Title: “Advances in Neural Processes”

Abstract: Traditional deep learning algorithms fit their parameters to a dataset using an iterative method like gradient descent and return predictions at a set of user-specified locations. Taken together, a deep learning algorithm can be viewed as a function—albeit a complex one—that takes the dataset as input, computes model parameters, and returns predictions. In a neural process, this mapping from datasets to predictive distributions is modelled directly instead. In this way, neural processes blend ideas from deep learning, with those of stochastic processes like the famous Gaussian Process. They also connect to meta-learning approaches as they are trained by considering a set of tasks.
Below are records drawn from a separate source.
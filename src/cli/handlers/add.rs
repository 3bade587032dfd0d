//! `chop add account|project|machine`.

use anyhow::Result;
use clap::{Parser, Subcommand};

use crate::{
    cli::handlers::commons::{self, qualified},
    state::Session,
};

#[derive(Parser, Debug)]
#[command(
    name = "chop add",
    no_binary_name = true,
    subcommand_required = true,
    arg_required_else_help = true,
    about = "Adds accounts, projects or machines."
)]
struct AddArgs {
    #[command(subcommand)]
    target: AddTarget,
}

#[derive(Subcommand, Debug)]
enum AddTarget {
    /// Add one or more accounts.
    Account {
        #[arg(required = true, value_name = "ACCOUNT")]
        names: Vec<String>,
    },
    /// Add one or more projects to an account (the active one by default).
    Project {
        #[arg(required = true, value_name = "PROJECT")]
        names: Vec<String>,
        /// The account to add the projects to.
        #[arg(long)]
        account: Option<String>,
    },
    /// Add one or more machines to a project (the active one by default).
    Machine {
        #[arg(required = true, value_name = "MACHINE")]
        names: Vec<String>,
        /// The account holding the project.
        #[arg(long)]
        account: Option<String>,
        /// The project to add the machines to.
        #[arg(long)]
        project: Option<String>,
    },
}

/// Adds accounts, projects or machines.
///
/// Only argument errors are returned; everything after parsing is reported
/// on the terminal.
pub fn handle(args: Vec<String>, session: &mut Session) -> Result<()> {
    let add_args: AddArgs = commons::parse_args(&args)?;
    if let Err(e) = run(add_args.target, session) {
        commons::report_aborted(&e);
    }
    Ok(())
}

fn run(target: AddTarget, session: &mut Session) -> Result<()> {
    match target {
        AddTarget::Account { names } => add_accounts(session, &names),
        AddTarget::Project { names, account } => {
            let account = commons::resolve_account(session, account.as_deref())?;
            add_projects(session, &account, &names);
        }
        AddTarget::Machine {
            names,
            account,
            project,
        } => {
            let account = commons::resolve_account(session, account.as_deref())?;
            // Without --project the store resolves the active project itself,
            // but we resolve it here too so a missing one fails the whole command.
            let project_name = commons::resolve_project(session, &account, project.as_deref())?;
            add_machines(session, &account, project.as_deref(), &project_name, &names);
        }
    }
    Ok(())
}

fn add_accounts(session: &mut Session, names: &[String]) {
    for name in names {
        if let Err(e) = commons::validate_name(name) {
            commons::report_failure(t!("add.error.account"), e);
            continue;
        }
        if session.add_account(name) {
            commons::report_success(format_args!(
                t!("add.success.account"),
                name = qualified(&[name.as_str()])
            ));
        } else {
            commons::report_info(format_args!(
                t!("add.info.account_exists"),
                name = qualified(&[name.as_str()])
            ));
        }
    }
}

fn add_projects(session: &mut Session, account: &str, names: &[String]) {
    for name in names {
        let result = commons::validate_name(name)
            .and_then(|name| Ok(session.add_project(account, name)?));
        match result {
            Ok(true) => commons::report_success(format_args!(
                t!("add.success.project"),
                name = qualified(&[account, name.as_str()])
            )),
            Ok(false) => commons::report_info(format_args!(
                t!("add.info.project_exists"),
                name = qualified(&[account, name.as_str()])
            )),
            Err(e) => commons::report_failure(t!("add.error.project"), e),
        }
    }
}

fn add_machines(
    session: &mut Session,
    account: &str,
    explicit_project: Option<&str>,
    project_name: &str,
    names: &[String],
) {
    for name in names {
        let result = commons::validate_name(name).and_then(|name| {
            Ok(match explicit_project {
                Some(project) => session.add_machine_to_project(account, project, name)?,
                None => session.add_machine(account, name)?,
            })
        });
        match result {
            Ok(true) => commons::report_success(format_args!(
                t!("add.success.machine"),
                name = qualified(&[account, project_name, name.as_str()])
            )),
            Ok(false) => commons::report_info(format_args!(
                t!("add.info.machine_exists"),
                name = qualified(&[account, project_name, name.as_str()])
            )),
            Err(e) => commons::report_failure(t!("add.error.machine"), e),
        }
    }
}
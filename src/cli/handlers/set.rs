//! `chop set account|project`.

use anyhow::Result;
use clap::{Parser, Subcommand};

use crate::{
    cli::handlers::commons::{self, qualified},
    state::Session,
};

#[derive(Parser, Debug)]
#[command(
    name = "chop set",
    no_binary_name = true,
    subcommand_required = true,
    arg_required_else_help = true,
    about = "Sets the active account or project."
)]
struct SetArgs {
    #[command(subcommand)]
    target: SetTarget,
}

#[derive(Subcommand, Debug)]
enum SetTarget {
    /// Make an account the active one. This clears the active project of every account.
    Account {
        #[arg(value_name = "ACCOUNT")]
        name: String,
    },
    /// Set the active project of an account (the active one by default).
    Project {
        #[arg(value_name = "PROJECT")]
        name: String,
        /// The account to set the project for.
        #[arg(long)]
        account: Option<String>,
    },
}

/// Sets the active account or project.
pub fn handle(args: Vec<String>, session: &mut Session) -> Result<()> {
    let set_args: SetArgs = commons::parse_args(&args)?;
    if let Err(e) = run(set_args.target, session) {
        commons::report_aborted(&e);
    }
    Ok(())
}

fn run(target: SetTarget, session: &mut Session) -> Result<()> {
    match target {
        SetTarget::Account { name } => match session.set_active_account(&name) {
            Ok(()) => commons::report_success(format_args!(
                t!("set.success.account"),
                name = qualified(&[name.as_str()])
            )),
            Err(e) => commons::report_failure(t!("set.error.account"), e),
        },
        SetTarget::Project { name, account } => {
            let account = commons::resolve_account(session, account.as_deref())?;
            match session.set_active_project(&account, &name) {
                Ok(()) => commons::report_success(format_args!(
                    t!("set.success.project"),
                    name = qualified(&[account.as_str(), name.as_str()])
                )),
                Err(e) => commons::report_failure(t!("set.error.project"), e),
            }
        }
    }
    Ok(())
}
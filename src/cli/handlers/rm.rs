//! `chop rm account|project|machine`. Removal cascades to children.

use anyhow::Result;
use clap::{Parser, Subcommand};

use crate::{
    cli::handlers::commons::{self, qualified},
    state::Session,
};

#[derive(Parser, Debug)]
#[command(
    name = "chop rm",
    no_binary_name = true,
    subcommand_required = true,
    arg_required_else_help = true,
    about = "Removes accounts, projects or machines."
)]
struct RmArgs {
    #[command(subcommand)]
    target: RmTarget,
}

#[derive(Subcommand, Debug)]
enum RmTarget {
    /// Remove one or more accounts with all of their projects and machines.
    Account {
        #[arg(required = true, value_name = "ACCOUNT")]
        names: Vec<String>,
    },
    /// Remove one or more projects with all of their machines.
    Project {
        #[arg(required = true, value_name = "PROJECT")]
        names: Vec<String>,
        /// The account to remove the projects from.
        #[arg(long)]
        account: Option<String>,
    },
    /// Remove one or more machines from a project.
    Machine {
        #[arg(required = true, value_name = "MACHINE")]
        names: Vec<String>,
        /// The account holding the project.
        #[arg(long)]
        account: Option<String>,
        /// The project to remove the machines from.
        #[arg(long)]
        project: Option<String>,
    },
}

/// Removes accounts, projects or machines.
pub fn handle(args: Vec<String>, session: &mut Session) -> Result<()> {
    let rm_args: RmArgs = commons::parse_args(&args)?;
    if let Err(e) = run(rm_args.target, session) {
        commons::report_aborted(&e);
    }
    Ok(())
}

fn run(target: RmTarget, session: &mut Session) -> Result<()> {
    match target {
        RmTarget::Account { names } => {
            for name in &names {
                match session.delete_account(name) {
                    Ok(removed) => commons::report_success(format_args!(
                        t!("rm.success.account"),
                        name = qualified(&[name.as_str()]),
                        count = removed.projects.len()
                    )),
                    Err(e) => commons::report_failure(t!("rm.error.account"), e),
                }
            }
        }
        RmTarget::Project { names, account } => {
            let account = commons::resolve_account(session, account.as_deref())?;
            for name in &names {
                match session.delete_project(&account, name) {
                    Ok(removed) => commons::report_success(format_args!(
                        t!("rm.success.project"),
                        name = qualified(&[account.as_str(), name.as_str()]),
                        count = removed.machines.len()
                    )),
                    Err(e) => commons::report_failure(t!("rm.error.project"), e),
                }
            }
        }
        RmTarget::Machine {
            names,
            account,
            project,
        } => {
            let account = commons::resolve_account(session, account.as_deref())?;
            let project = commons::resolve_project(session, &account, project.as_deref())?;
            for name in &names {
                match session.delete_machine(&account, &project, name) {
                    Ok(_) => commons::report_success(format_args!(
                        t!("rm.success.machine"),
                        name = qualified(&[account.as_str(), project.as_str(), name.as_str()])
                    )),
                    Err(e) => commons::report_failure(t!("rm.error.machine"), e),
                }
            }
        }
    }
    Ok(())
}
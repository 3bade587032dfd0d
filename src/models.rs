// src/models.rs

//! Serde models of the inventory document.

use chrono::{DateTime, Utc};
use serde::{Deserialize, Serialize};
use std::collections::BTreeMap;

// --- INVENTORY MODELS (What is read from and written to chop.toml) ---
// All mappings are `BTreeMap`s so that iteration is always in ascending,
// case-sensitive byte order. The listing relies on this.

/// A named remote host. Leaf of the hierarchy.
#[derive(Deserialize, Serialize, Debug, Clone, PartialEq, Eq)]
#[serde(rename_all = "camelCase")]
pub struct Machine {
    /// Same as the key the machine is stored under.
    pub name: String,
    /// Set when the machine is first registered.
    pub last_usage: DateTime<Utc>,
}

impl Machine {
    /// Creates a machine stamped with the current time.
    pub fn new(name: impl Into<String>) -> Self {
        Self {
            name: name.into(),
            last_usage: Utc::now(),
        }
    }
}

/// A group of machines, owned by exactly one account.
#[derive(Deserialize, Serialize, Debug, Clone, Default, PartialEq, Eq)]
#[serde(rename_all = "camelCase")]
pub struct Project {
    /// Same as the key the project is stored under.
    pub name: String,
    /// Machines by name.
    #[serde(default)]
    pub machines: BTreeMap<String, Machine>,
}

impl Project {
    /// Creates a project without machines.
    pub fn new(name: impl Into<String>) -> Self {
        Self {
            name: name.into(),
            machines: BTreeMap::new(),
        }
    }
}

/// A top-level namespace (e.g. a cloud login context) grouping projects.
#[derive(Deserialize, Serialize, Debug, Clone, Default, PartialEq, Eq)]
#[serde(rename_all = "camelCase")]
pub struct Account {
    /// Same as the key the account is stored under.
    pub name: String,
    /// Projects by name.
    #[serde(default)]
    pub projects: BTreeMap<String, Project>,
}

impl Account {
    /// Creates an account without projects.
    pub fn new(name: impl Into<String>) -> Self {
        Self {
            name: name.into(),
            projects: BTreeMap::new(),
        }
    }
}

/// The whole persisted inventory plus the active-selection pointers.
///
/// Field order matters for TOML output: plain values must be emitted before
/// the tables, so `active_account` comes first.
#[derive(Deserialize, Serialize, Debug, Clone, Default, PartialEq, Eq)]
#[serde(rename_all = "camelCase")]
pub struct Configuration {
    /// Stored as a plain string in the file; the empty string means "unset".
    #[serde(default, with = "empty_string_as_none")]
    pub active_account: Option<String>,
    /// Account name -> name of that account's active project.
    #[serde(default)]
    pub active_projects: BTreeMap<String, String>,
    /// Accounts by name.
    #[serde(default)]
    pub accounts: BTreeMap<String, Account>,
}

/// Maps `Option<String>` to a string field where `""` stands for `None`.
mod empty_string_as_none {
    use serde::{Deserialize, Deserializer, Serializer};

    pub(super) fn serialize<S>(value: &Option<String>, serializer: S) -> Result<S::Ok, S::Error>
    where
        S: Serializer,
    {
        serializer.serialize_str(value.as_deref().unwrap_or_default())
    }

    pub(super) fn deserialize<'de, D>(deserializer: D) -> Result<Option<String>, D::Error>
    where
        D: Deserializer<'de>,
    {
        let raw = String::deserialize(deserializer)?;
        Ok(if raw.is_empty() { None } else { Some(raw) })
    }
}

#[cfg(test)]
mod tests {
    use super::*;

    #[test]
    fn test_empty_active_account_reads_as_none() {
        let config: Configuration = toml::from_str("activeAccount = \"\"\n").unwrap();
        assert_eq!(config.active_account, None);
        assert!(config.accounts.is_empty());
        assert!(config.active_projects.is_empty());
    }

    #[test]
    fn test_missing_keys_default_to_empty() {
        let config: Configuration = toml::from_str("").unwrap();
        assert_eq!(config, Configuration::default());
    }

    #[test]
    fn test_unset_active_account_is_written_as_empty_string() {
        let text = toml::to_string(&Configuration::default()).unwrap();
        assert!(text.contains("activeAccount = \"\""));
    }

    #[test]
    fn test_camel_case_keys_are_used_in_the_document() {
        let mut config = Configuration::default();
        let mut project = Project::new("web");
        project
            .machines
            .insert("host1".to_string(), Machine::new("host1"));
        let mut account = Account::new("acme");
        account.projects.insert("web".to_string(), project);
        config.accounts.insert("acme".to_string(), account);
        config.active_account = Some("acme".to_string());
        config
            .active_projects
            .insert("acme".to_string(), "web".to_string());

        let text = toml::to_string_pretty(&config).unwrap();
        assert!(text.contains("activeAccount = \"acme\""));
        assert!(text.contains("[activeProjects]"));
        assert!(text.contains("lastUsage"));
        assert!(!text.contains("last_usage"));
    }
}
//! Command-line surface: the top-level parser, the dispatcher and the verb handlers.

use clap::Parser;

pub mod dispatcher;
pub mod handlers;

/// Builds the dynamic, color-aware full help string at runtime.
fn build_help_string() -> &'static str {
    // Replaces placeholders like `<title>` in the catalog template with
    // colored/styled text.
    let use_colors = colored::control::SHOULD_COLORIZE.should_colorize();

    let template = t!("cli.help.template");

    // Define styles. If colors are disabled, they are empty strings.
    let title = if use_colors { "\x1b[1;33m" } else { "" }; // Bold Yellow
    let hl = if use_colors { "\x1b[1;36m" } else { "" }; // Bold Cyan (for highlights)
    let cmd = if use_colors { "\x1b[36m" } else { "" }; // Cyan (for commands)
    let group = if use_colors { "\x1b[1;32m" } else { "" }; // Bold Green
    let err = if use_colors { "\x1b[91m" } else { "" }; // Bright Red (for destructive)
    let dim = if use_colors { "\x1b[2m" } else { "" }; // Dim
    let reset = if use_colors { "\x1b[0m" } else { "" };

    let formatted_string = template
        .replace("<title>", title)
        .replace("</title>", reset)
        .replace("<hl>", hl)
        .replace("</hl>", reset)
        .replace("<cmd>", cmd)
        .replace("</cmd>", reset)
        .replace("<group>", group)
        .replace("</group>", reset)
        .replace("<err>", err)
        .replace("</err>", reset)
        .replace("<dim>", dim)
        .replace("</dim>", reset);

    Box::leak(formatted_string.into_boxed_str())
}

/// chop: SSH into your favorite machines.
#[derive(Parser, Debug)]
#[command(
    name = "chop",
    author,
    version,
    about,
    help_template = { build_help_string() },
    styles = clap::builder::Styles::styled()
        .header(clap::builder::styling::AnsiColor::Yellow.on_default().bold())
        .usage(clap::builder::styling::AnsiColor::Yellow.on_default().bold())
        .literal(clap::builder::styling::AnsiColor::Cyan.on_default().bold())
        .placeholder(clap::builder::styling::AnsiColor::Green.on_default()),
)]
// The verbs are dispatched by hand, so clap's `help` subcommand would only get in the way.
#[command(disable_help_subcommand = true)]
pub struct Cli {
    /// Inventory file to use instead of `CHOP_CONFIG` or the default location.
    #[arg(long, value_name = "PATH")]
    pub config: Option<String>,

    /// The verb followed by its own arguments, e.g. `add machine web-1 --project web`.
    #[arg(trailing_var_arg = true, allow_hyphen_values = true)]
    pub args: Vec<String>,
}
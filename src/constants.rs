// src/constants.rs

//! Names and defaults shared across the crate.

/// The name of the directory holding chop's files (inside the platform config dir).
pub const CHOP_DIR: &str = "chop";

/// The name of the inventory file (in ~/.config/chop/).
pub const INVENTORY_FILENAME: &str = "chop.toml";

/// Extension appended to an inventory file that could not be read.
pub const QUARANTINE_EXTENSION: &str = "bak";

/// Environment variable overriding the inventory file location.
pub const CONFIG_ENV_VAR: &str = "CHOP_CONFIG";

/// Environment variable overriding the cloud CLI command line.
pub const GCLOUD_ENV_VAR: &str = "CHOP_GCLOUD";

/// Environment variable holding the log filter.
pub const LOG_ENV_VAR: &str = "CHOP_LOG";

/// The cloud CLI used by `chop fetch` when `CHOP_GCLOUD` is not set.
pub const DEFAULT_GCLOUD_PROGRAM: &str = "gcloud";
// src/state.rs

//! Per-invocation session with change tracking.

use crate::core::config_file;
use crate::core::store::StoreResult;
use crate::models::Configuration;
use std::ops::{Deref, DerefMut};
use std::path::{Path, PathBuf};

/// Represents the state of the in-memory inventory.
/// It holds the current state and, once a mutation has been requested, a
/// snapshot of the state as it was loaded.
#[derive(Debug)]
enum InventoryState {
    /// The state is clean, no mutations have been requested yet.
    Pristine(Configuration),
    /// A mutation has been requested. We now hold both the original snapshot
    /// and the current, mutable state.
    Dirty {
        original: Configuration,
        current: Configuration,
    },
}

/// The inventory of one invocation, bound to the file it was loaded from.
///
/// Reads go through `Deref`. The first `DerefMut` takes a snapshot, and
/// [`Session::needs_saving`] compares against it, so commands that only read
/// (or whose mutations all failed) never rewrite the file.
#[derive(Debug)]
pub struct Session {
    path: PathBuf,
    state: InventoryState,
}

impl Session {
    /// Wraps an already loaded configuration.
    pub fn new(path: PathBuf, config: Configuration) -> Self {
        Self {
            path,
            state: InventoryState::Pristine(config),
        }
    }

    /// Starts from an empty inventory at `path`.
    pub fn empty(path: PathBuf) -> Self {
        Self::new(path, Configuration::default())
    }

    /// Loads the inventory stored at `path`.
    ///
    /// Returns `Ok(None)` if the file does not exist yet.
    pub fn load(path: PathBuf) -> StoreResult<Option<Self>> {
        Ok(config_file::load(&path)?.map(|config| Self::new(path, config)))
    }

    /// The file this session reads from and writes to.
    pub fn path(&self) -> &Path {
        &self.path
    }

    /// Checks if the state needs to be saved by comparing the current state
    /// against the original snapshot, if one exists.
    pub fn needs_saving(&self) -> bool {
        match &self.state {
            InventoryState::Pristine(_) => false,
            InventoryState::Dirty { original, current } => original != current,
        }
    }

    /// Provides read-only access to the current inventory.
    pub fn config(&self) -> &Configuration {
        match &self.state {
            InventoryState::Pristine(config) => config,
            InventoryState::Dirty { current, .. } => current,
        }
    }

    /// Writes the current inventory to disk unconditionally. Afterwards the
    /// session is pristine again.
    pub fn save(&mut self) -> StoreResult<()> {
        config_file::save(&self.path, self.config())?;
        let state = std::mem::replace(
            &mut self.state,
            InventoryState::Pristine(Configuration::default()),
        );
        self.state = match state {
            InventoryState::Dirty { current, .. } => InventoryState::Pristine(current),
            pristine => pristine,
        };
        Ok(())
    }

    /// Saves only if something changed. Returns whether a write happened.
    pub fn save_if_needed(&mut self) -> StoreResult<bool> {
        if !self.needs_saving() {
            log::debug!("Inventory unchanged, nothing to save");
            return Ok(false);
        }
        self.save()?;
        Ok(true)
    }
}

impl Deref for Session {
    type Target = Configuration;

    fn deref(&self) -> &Self::Target {
        self.config()
    }
}

impl DerefMut for Session {
    fn deref_mut(&mut self) -> &mut Configuration {
        // First mutable access: move to Dirty, keeping the loaded state as the snapshot.
        if let InventoryState::Pristine(_) = self.state {
            let state = std::mem::replace(
                &mut self.state,
                InventoryState::Pristine(Configuration::default()),
            );
            if let InventoryState::Pristine(config) = state {
                self.state = InventoryState::Dirty {
                    original: config.clone(),
                    current: config,
                };
            }
        }

        match &mut self.state {
            InventoryState::Dirty { current, .. } => current,
            InventoryState::Pristine(config) => config,
        }
    }
}
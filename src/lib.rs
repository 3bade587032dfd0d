//! chop: navigate and catalogue remote machines grouped by account and project.

include!(concat!(env!("OUT_DIR"), "/translations.rs"));

pub mod cli;
pub mod constants;
pub mod core;
pub mod models;
pub mod state;
pub mod system;
// src/core/config_file.rs

//! Reading and writing the inventory file.

use crate::constants::QUARANTINE_EXTENSION;
use crate::core::store::StoreResult;
use crate::models::Configuration;

use std::fs;
use std::io::{ErrorKind, Write};
use std::path::{Path, PathBuf};
use tempfile::NamedTempFile;

/// Reads the inventory from `path`.
///
/// Returns `Ok(None)` when the file does not exist yet. Stale active pointers
/// found in the file are dropped (and logged) before the configuration is
/// handed back.
pub fn load(path: &Path) -> StoreResult<Option<Configuration>> {
    let content = match fs::read_to_string(path) {
        Ok(content) => content,
        Err(e) if e.kind() == ErrorKind::NotFound => {
            log::debug!("No inventory file at {}", path.display());
            return Ok(None);
        }
        Err(e) => return Err(e.into()),
    };

    let mut config: Configuration = toml::from_str(&content)?;
    for repair in config.enforce_invariants() {
        log::warn!("Inventory {}: {}", path.display(), repair);
    }
    log::info!(
        "Loaded {} account(s) from {}",
        config.accounts.len(),
        path.display()
    );
    Ok(Some(config))
}

/// Writes the inventory to `path`, creating parent directories as needed.
///
/// The document is written to a temporary file in the same directory and then
/// renamed over the target, so the file on disk is always either the old or
/// the new version.
pub fn save(path: &Path, config: &Configuration) -> StoreResult<()> {
    let toml_string = toml::to_string_pretty(config)?;

    let dir = match path.parent() {
        Some(parent) if !parent.as_os_str().is_empty() => parent.to_path_buf(),
        _ => PathBuf::from("."),
    };
    fs::create_dir_all(&dir)?;

    let mut temp_file = NamedTempFile::new_in(&dir)?;
    temp_file.write_all(toml_string.as_bytes())?;
    temp_file.flush()?;
    temp_file.persist(path)?;

    log::info!("Saved inventory to {}", path.display());
    Ok(())
}

/// Moves an unreadable inventory out of the way (`chop.toml` -> `chop.toml.bak`)
/// so that a later save cannot overwrite it. Returns the backup path.
pub fn quarantine(path: &Path) -> StoreResult<PathBuf> {
    let mut backup = path.as_os_str().to_owned();
    backup.push(".");
    backup.push(QUARANTINE_EXTENSION);
    let backup = PathBuf::from(backup);

    fs::rename(path, &backup)?;
    log::warn!(
        "Moved unreadable inventory {} to {}",
        path.display(),
        backup.display()
    );
    Ok(backup)
}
Neural processes have a host of promising applications for example to irregularly sampled time-series that are encountered in healthcare settings and off-the-grid spatial data which is encountered in environmental science. There has been a huge amount of recent activity in this area. My talk will give a short tutorial on neural processes and explain some of the recent contributions my group has made to this research effort.

This talk is part of the Cambridge Ellis Unit series.

Tell a friend about this talk:

This talk is included in these lists:

Note that ex-directory lists are not shown.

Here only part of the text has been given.